Natural uranium (which contains 0.7% uranium-235) is used as nuclear reactor fuel, especially in plutonium production reactors, and when enriched to various levels in the isotope uranium-235 is used to make fuel for light water power reactors, research reactors and naval propulsion reactors, and for weapons. The first uranium fueled reactors and various uranium enrichment technologies were developed in the U.S. Manhattan Project, and soon afterwards came the first naval reactor. The USS Nautilus, the first nuclear powered submarine, was fueled with 20% enriched fuel when it was launched in 1953, and in 1957 the fuel enrichment was increased to 40%. Today, the United States and Britain use fuel enriched to over 90% for naval reactors, while Russia and India use mostly less enriched HEU. France and China use fuel with less than 20% enrichment (low enriched uranium, LEU), while Brazil is developing a naval reactor program.

The first article in the issue is "Impact of Fuel Enrichment on Key Naval Reactor Characteristics and Nonproliferation Concerns" by Ernesto Mané. It uses neutronics modeling to assess reactor core life, reactivity margins and plutonium inventory for three models of a generic compact three-zoned 50MWt pressurized water reactor core with mean uranium enrichments of 7.4%, 14.8% and 29.6% respectively and burnable neutron poisons. The article shows that low enriched uranium naval reactors could sustain criticality for 5-7 years at full-power and operating at a more realistic 20% capacity factor some cores could run for over 35 years, meaning that no refueling would be required over the operating life of the vessel. The modeling also show that the LEU reactors can overcome xenon poison transients and so allow naval reactors to produce power quickly for military operations requiring sudden acceleration. The results strengthen the case that it is feasible for future military naval reactors to be designed solely for LEU fuel and that countries that rely currently on HEU for naval propulsion could move to LEU fuel. A new constraint that is identified is the larger end-of life plutonium inventory in an LEU core that would need to be considered for safeguarding such spent naval fuel. There are, however, currently no safeguards on military naval spent fuel.

The second article in the issue deals with improving the estimates for uranium mining and milling in the Democratic People's Republic of Korea (DPRK) as a way to constrain the scale of its possible fissile material production for nuclear weapon purposes. Access to sufficient quantities of natural uranium was a key challenge in the early period of nuclear weapon development. Uranium was considered to be so scarce and so important that in June 1944 President Roosevelt of the United States and Prime Minister Churchill of the United Kingdom established the Combined Development Trust as an international effort "to control to the fullest extent practicable the supplies of uranium and thorium ore" and so deny it to other states. Large scale prospecting eventually showed uranium to be far more abundant at lower costs than initially expected.

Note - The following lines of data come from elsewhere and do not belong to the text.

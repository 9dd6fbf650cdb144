//! ws-dispatch transport layer
//!
//! Serves attached WebSocket services over axum. The transport handles:
//! - Upgrade requests: service resolution by path, subprotocol selection,
//!   the optional upgrade hook, connection limits
//! - Frame I/O: every inbound message goes through the connection's
//!   `ConnectionState`, outbound messages go through a writer task
//! - Limits: max frame size and idle timeout from the service descriptor
//! - Handler delivery: one handler task per connection drains the dispatch
//!   stream
//!
//! Application code plugs in through the `MessageHandler` trait.

pub mod endpoint;
pub mod server;

pub use endpoint::{ConnectionHandle, Endpoint, Session};
pub use server::{MessageHandler, TransportConfig, TransportServer, UpgradeRequest};
//! Upgrade path normalization.

use wsd_protocol::{DispatchError, DispatchResult};

/// Sanitize a configured base path.
///
/// Trims whitespace, forces a leading `/`, collapses repeated slashes and
/// drops a trailing slash, so `" v1//chat/ "` becomes `"/v1/chat"`. A blank
/// path becomes `"/"`. Every segment must be a valid URI path segment.
pub fn sanitize_base_path(raw: &str) -> DispatchResult<String> {
    let mut path = String::with_capacity(raw.len() + 1);
    for segment in raw.trim().split('/').filter(|s| !s.is_empty()) {
        validate_segment(segment)?;
        path.push('/');
        path.push_str(segment);
    }
    if path.is_empty() {
        path.push('/');
    }
    Ok(path)
}

/// Normalize the path of an incoming upgrade request for lookup.
///
/// Same slash handling as [`sanitize_base_path`], minus validation, after
/// cutting off any query string or fragment. A request path that would not
/// pass validation simply matches nothing.
pub fn normalize_request_path(raw: &str) -> String {
    let without_query = raw.split(['?', '#']).next().unwrap_or_default();
    let mut path = String::with_capacity(without_query.len() + 1);
    for segment in without_query.split('/').filter(|s| !s.is_empty()) {
        path.push('/');
        path.push_str(segment);
    }
    if path.is_empty() {
        path.push('/');
    }
    path
}

fn validate_segment(segment: &str) -> DispatchResult<()> {
    if segment == "." || segment == ".." {
        return Err(DispatchError::configuration(format!(
            "dot segment '{segment}' is not allowed in a base path"
        )));
    }

    let bytes = segment.as_bytes();
    let mut i = 0;
    while i < bytes.len() {
        let b = bytes[i];
        if b == b'%' {
            let escaped = bytes.get(i + 1..i + 3);
            if !escaped.is_some_and(|hex| hex.iter().all(u8::is_ascii_hexdigit)) {
                return Err(DispatchError::configuration(format!(
                    "malformed percent-escape in base path segment '{segment}'"
                )));
            }
            i += 3;
            continue;
        }
        if !is_pchar(b) {
            return Err(DispatchError::configuration(format!(
                "invalid character {:?} in base path segment '{segment}'",
                b as char
            )));
        }
        i += 1;
    }
    Ok(())
}

// RFC 3986 pchar without pct-encoded
fn is_pchar(b: u8) -> bool {
    b.is_ascii_alphanumeric()
        || matches!(
            b,
            b'-' | b'.' | b'_' | b'~' | b'!' | b'$' | b'&' | b'\'' | b'(' | b')' | b'*' | b'+'
                | b',' | b';' | b'=' | b':' | b'@'
        )
}
//! WebSocket close status codes (RFC 6455 §7.4.1).

/// Close codes the dispatcher sends or interprets.
#[derive(Debug, Clone, Copy, PartialEq, Eq)]
pub enum CloseCode {
    Normal,
    GoingAway,
    ProtocolError,
    Unsupported,
    InvalidPayload,
    PolicyViolation,
    MessageTooBig,
    InternalError,

    // Anything else, including application codes (4000-4999)
    Other(u16),
}

impl CloseCode {
    pub fn code(&self) -> u16 {
        match self {
            Self::Normal => 1000,
            Self::GoingAway => 1001,
            Self::ProtocolError => 1002,
            Self::Unsupported => 1003,
            Self::InvalidPayload => 1007,
            Self::PolicyViolation => 1008,
            Self::MessageTooBig => 1009,
            Self::InternalError => 1011,
            Self::Other(c) => *c,
        }
    }

    pub fn from_code(code: u16) -> Self {
        match code {
            1000 => Self::Normal,
            1001 => Self::GoingAway,
            1002 => Self::ProtocolError,
            1003 => Self::Unsupported,
            1007 => Self::InvalidPayload,
            1008 => Self::PolicyViolation,
            1009 => Self::MessageTooBig,
            1011 => Self::InternalError,
            c => Self::Other(c),
        }
    }

    /// Parse the status code from the first two bytes of a close frame payload.
    /// An empty payload means "no status received" and yields `None`.
    pub fn from_payload(payload: &[u8]) -> Option<Self> {
        match payload {
            [hi, lo, ..] => Some(Self::from_code(u16::from_be_bytes([*hi, *lo]))),
            _ => None,
        }
    }
}

impl std::fmt::Display for CloseCode {
    fn fmt(&self, f: &mut std::fmt::Formatter<'_>) -> std::fmt::Result {
        write!(f, "{}", self.code())
    }
}
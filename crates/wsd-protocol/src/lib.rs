//! ws-dispatch protocol types
//!
//! Types shared by the dispatch core and the transport adapter: the error
//! taxonomy, WebSocket close codes, frame kinds, logical messages and the
//! service configuration schema. The wire framing itself (RFC 6455) is owned
//! by the transport; nothing here encodes or decodes frames.

pub mod close;
pub mod config;
pub mod error;
pub mod frame;

pub use close::CloseCode;
pub use config::{
    ANONYMOUS_NAME_PREFIX, BasePath, DEFAULT_MAX_FRAME_SIZE, DispatchMode, ServiceConfig, ServicesFile,
    UPGRADE_HOOK,
};
pub use error::{DispatchError, DispatchResult};
pub use frame::{Frame, FrameKind, InboundMessage, OutboundMessage};
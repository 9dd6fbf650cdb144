//! Endpoint, ConnectionHandle and Session tests.

use std::time::Duration;

use tokio::sync::mpsc;
use wsd_protocol::{CloseCode, DispatchError, OutboundMessage};
use wsd_transport::{ConnectionHandle, Endpoint, Session};

#[test]
fn endpoint_tracks_activity() {
    let mut endpoint = Endpoint::new("/chat", Some("chat.v2".into()));
    assert_eq!(endpoint.path, "/chat");
    assert_eq!(endpoint.connected_at, endpoint.last_activity);

    std::thread::sleep(Duration::from_millis(5));
    assert!(endpoint.idle_for() >= Duration::from_millis(5));
    endpoint.touch();
    assert!(endpoint.last_activity > endpoint.connected_at);
}

#[test]
fn handle_queues_messages_for_the_writer() {
    let (tx, mut rx) = mpsc::unbounded_channel();
    let handle = ConnectionHandle::new(tx);

    handle.send_text("hello").unwrap();
    handle.close(CloseCode::GoingAway, "idle timeout").unwrap();

    assert_eq!(rx.try_recv().unwrap(), OutboundMessage::Text("hello".into()));
    assert_eq!(
        rx.try_recv().unwrap(),
        OutboundMessage::Close {
            code: CloseCode::GoingAway,
            reason: "idle timeout".into()
        }
    );
}

#[test]
fn send_after_writer_is_gone_fails() {
    let (tx, rx) = mpsc::unbounded_channel();
    let handle = ConnectionHandle::new(tx);
    drop(rx);
    assert!(handle.is_closed());
    assert_eq!(handle.send_text("late"), Err(DispatchError::QueueClosed));
}

#[test]
fn session_exposes_endpoint_and_sends() {
    let (tx, mut rx) = mpsc::unbounded_channel();
    let endpoint = Endpoint::new("/v1/chat", None);
    let session = Session::new("conn-1", endpoint.clone(), ConnectionHandle::new(tx));

    assert_eq!(session.id(), "conn-1");
    assert_eq!(session.path(), "/v1/chat");
    assert_eq!(session.subprotocol(), None);
    assert_eq!(session.connected_at(), endpoint.connected_at);

    session.send(OutboundMessage::Binary(vec![1u8, 2].into())).unwrap();
    session.close(CloseCode::Normal, "").unwrap();
    assert_eq!(rx.try_recv().unwrap(), OutboundMessage::Binary(vec![1u8, 2].into()));
    assert!(matches!(rx.try_recv().unwrap(), OutboundMessage::Close { code: CloseCode::Normal, .. }));
}
//! Frames as delivered by the transport, and the logical messages built from them.

use bytes::Bytes;

use crate::close::CloseCode;

/// Opcode class of an inbound frame. Text continuation frames arrive as
/// `Text` with `is_final == false` on every fragment but the last.
#[derive(Debug, Clone, Copy, PartialEq, Eq, Hash)]
pub enum FrameKind {
    Text,
    Binary,
    Ping,
    Pong,
    Close,
}

impl FrameKind {
    pub fn is_control(&self) -> bool {
        matches!(self, Self::Ping | Self::Pong | Self::Close)
    }

    pub fn as_str(&self) -> &'static str {
        match self {
            Self::Text => "text",
            Self::Binary => "binary",
            Self::Ping => "ping",
            Self::Pong => "pong",
            Self::Close => "close",
        }
    }
}

/// One frame handed over by the transport's frame callback.
#[derive(Debug, Clone, PartialEq, Eq)]
pub struct Frame {
    pub kind: FrameKind,
    pub payload: Bytes,
    /// FIN bit. Always true for control frames.
    pub is_final: bool,
}

impl Frame {
    pub fn new(kind: FrameKind, payload: impl Into<Bytes>, is_final: bool) -> Self {
        Self {
            kind,
            payload: payload.into(),
            is_final,
        }
    }

    /// A complete, unfragmented text frame.
    pub fn text(text: impl Into<String>) -> Self {
        Self::new(FrameKind::Text, Bytes::from(text.into()), true)
    }

    /// One fragment of a text message; `is_final` marks the last one.
    pub fn text_fragment(text: impl Into<String>, is_final: bool) -> Self {
        Self::new(FrameKind::Text, Bytes::from(text.into()), is_final)
    }

    pub fn binary(data: impl Into<Bytes>) -> Self {
        Self::new(FrameKind::Binary, data, true)
    }

    pub fn ping(data: impl Into<Bytes>) -> Self {
        Self::new(FrameKind::Ping, data, true)
    }

    pub fn pong(data: impl Into<Bytes>) -> Self {
        Self::new(FrameKind::Pong, data, true)
    }

    /// A close frame carrying `code` followed by the UTF-8 `reason`.
    pub fn close(code: CloseCode, reason: &str) -> Self {
        let mut payload = Vec::with_capacity(2 + reason.len());
        payload.extend_from_slice(&code.code().to_be_bytes());
        payload.extend_from_slice(reason.as_bytes());
        Self::new(FrameKind::Close, payload, true)
    }

    pub fn len(&self) -> usize {
        self.payload.len()
    }

    pub fn is_empty(&self) -> bool {
        self.payload.is_empty()
    }
}

/// A complete application-level message, possibly assembled from several
/// wire fragments.
#[derive(Debug, Clone, PartialEq, Eq)]
pub enum InboundMessage {
    Text(String),
    Binary(Bytes),
}

impl InboundMessage {
    pub fn as_text(&self) -> Option<&str> {
        match self {
            Self::Text(text) => Some(text),
            Self::Binary(_) => None,
        }
    }

    pub fn len(&self) -> usize {
        match self {
            Self::Text(text) => text.len(),
            Self::Binary(data) => data.len(),
        }
    }

    pub fn is_empty(&self) -> bool {
        self.len() == 0
    }
}

/// What a handler sends back on its connection.
#[derive(Debug, Clone, PartialEq, Eq)]
pub enum OutboundMessage {
    Text(String),
    Binary(Bytes),
    Pong(Bytes),
    Close { code: CloseCode, reason: String },
}

impl OutboundMessage {
    pub fn close(code: CloseCode, reason: impl Into<String>) -> Self {
        Self::Close {
            code,
            reason: reason.into(),
        }
    }
}

impl From<InboundMessage> for OutboundMessage {
    fn from(message: InboundMessage) -> Self {
        match message {
            InboundMessage::Text(text) => Self::Text(text),
            InboundMessage::Binary(data) => Self::Binary(data),
        }
    }
}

In "Geologic Analysis of the Democratic People's Republic of Korea's Uranium Resources and Mines," (Free PDF Sulgiye Park, Allison Puccioni, Cameron L. Tracy, Elliot Serbin and Rodney C. Ewing use a detailed review of the geology of DPRK based on a variety of geologic maps, including the Geological Map of Korea produced by the DPRK Geological Institute Academy of Sciences in 1993, to estimate the DPRK's potential uranium resources. The analysis predicts the uranium deposit type and average ore grades at the two mines declared by DPRK in 1992 and at several alleged uranium mines - the estimates for the average ore grade range from about 0.001-0.04 weight % uranium, with an upper bound of 0.2 weight % uranium, significantly lower than much previous analysis. Translating the potential geological availability of uranium into an assessment of ore volume and production remains a challenge, however, and the authors highlight the limits and possibility of satellite imagery to improve estimates of mining and uranium milling operations.